- _Instructions to follow_
Transcribe only the last portion of the material: exactly the lines from the one with "(prompt → parse" through the end, inclusive.

- _Supplied information_
════
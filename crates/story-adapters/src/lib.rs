//! story-adapters: los 11 pasos concretos del pipeline snowflake.
//!
//! Cada paso implementa el contrato neutral de `story-core` (prompt → parse
//! → validate → fallback) sobre los esquemas de `story-domain`. El registro
//! completo se arma en `registry::snowflake_registry`. También viven acá los
//! proveedores de prueba/demostración (`providers`).

pub mod providers;
pub mod registry;
pub mod steps;

pub use registry::snowflake_registry;
//! Configuración del store desde variables de entorno.
//! Convención: `STORYFLOW_DATA_DIR` apunta al directorio raíz de proyectos.

use dotenvy::dotenv;
use once_cell::sync::Lazy;
use std::env;
use std::path::PathBuf;

// Carga perezosa del archivo .env una sola vez.
static DOTENV_LOADED: Lazy<()> = Lazy::new(|| {
    let _ = dotenv(); // ignora error si no existe .env
});

#[derive(Debug, Clone)]
pub struct StoreConfig {
    pub root: PathBuf,
}

impl StoreConfig {
    pub fn from_env() -> Self {
        Lazy::force(&DOTENV_LOADED);
        let root = env::var("STORYFLOW_DATA_DIR").unwrap_or_else(|_| "./data".to_string());
        Self { root: PathBuf::from(root) }
    }

    pub fn with_root(root: impl Into<PathBuf>) -> Self {
        Self { root: root.into() }
    }
}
════
- _Task solution_
//! Cada paso implementa el contrato neutral de `story-core` (prompt → parse
//! → validate → fallback) sobre los esquemas de `story-domain`. El registro
//! completo se arma en `registry::snowflake_registry`. También viven acá los
//! proveedores de prueba/demostración (`providers`).

pub mod providers;
pub mod registry;
pub mod steps;

pub use registry::snowflake_registry;
//! Configuración del store desde variables de entorno.
//! Convención: `STORYFLOW_DATA_DIR` apunta al directorio raíz de proyectos.

use dotenvy::dotenv;
use once_cell::sync::Lazy;
use std::env;
use std::path::PathBuf;

// Carga perezosa del archivo .env una sola vez.
static DOTENV_LOADED: Lazy<()> = Lazy::new(|| {
    let _ = dotenv(); // ignora error si no existe .env
});

#[derive(Debug, Clone)]
pub struct StoreConfig {
    pub root: PathBuf,
}

impl StoreConfig {
    pub fn from_env() -> Self {
        Lazy::force(&DOTENV_LOADED);
        let root = env::var("STORYFLOW_DATA_DIR").unwrap_or_else(|_| "./data".to_string());
        Self { root: PathBuf::from(root) }
    }

    pub fn with_root(root: impl Into<PathBuf>) -> Self {
        Self { root: root.into() }
    }
}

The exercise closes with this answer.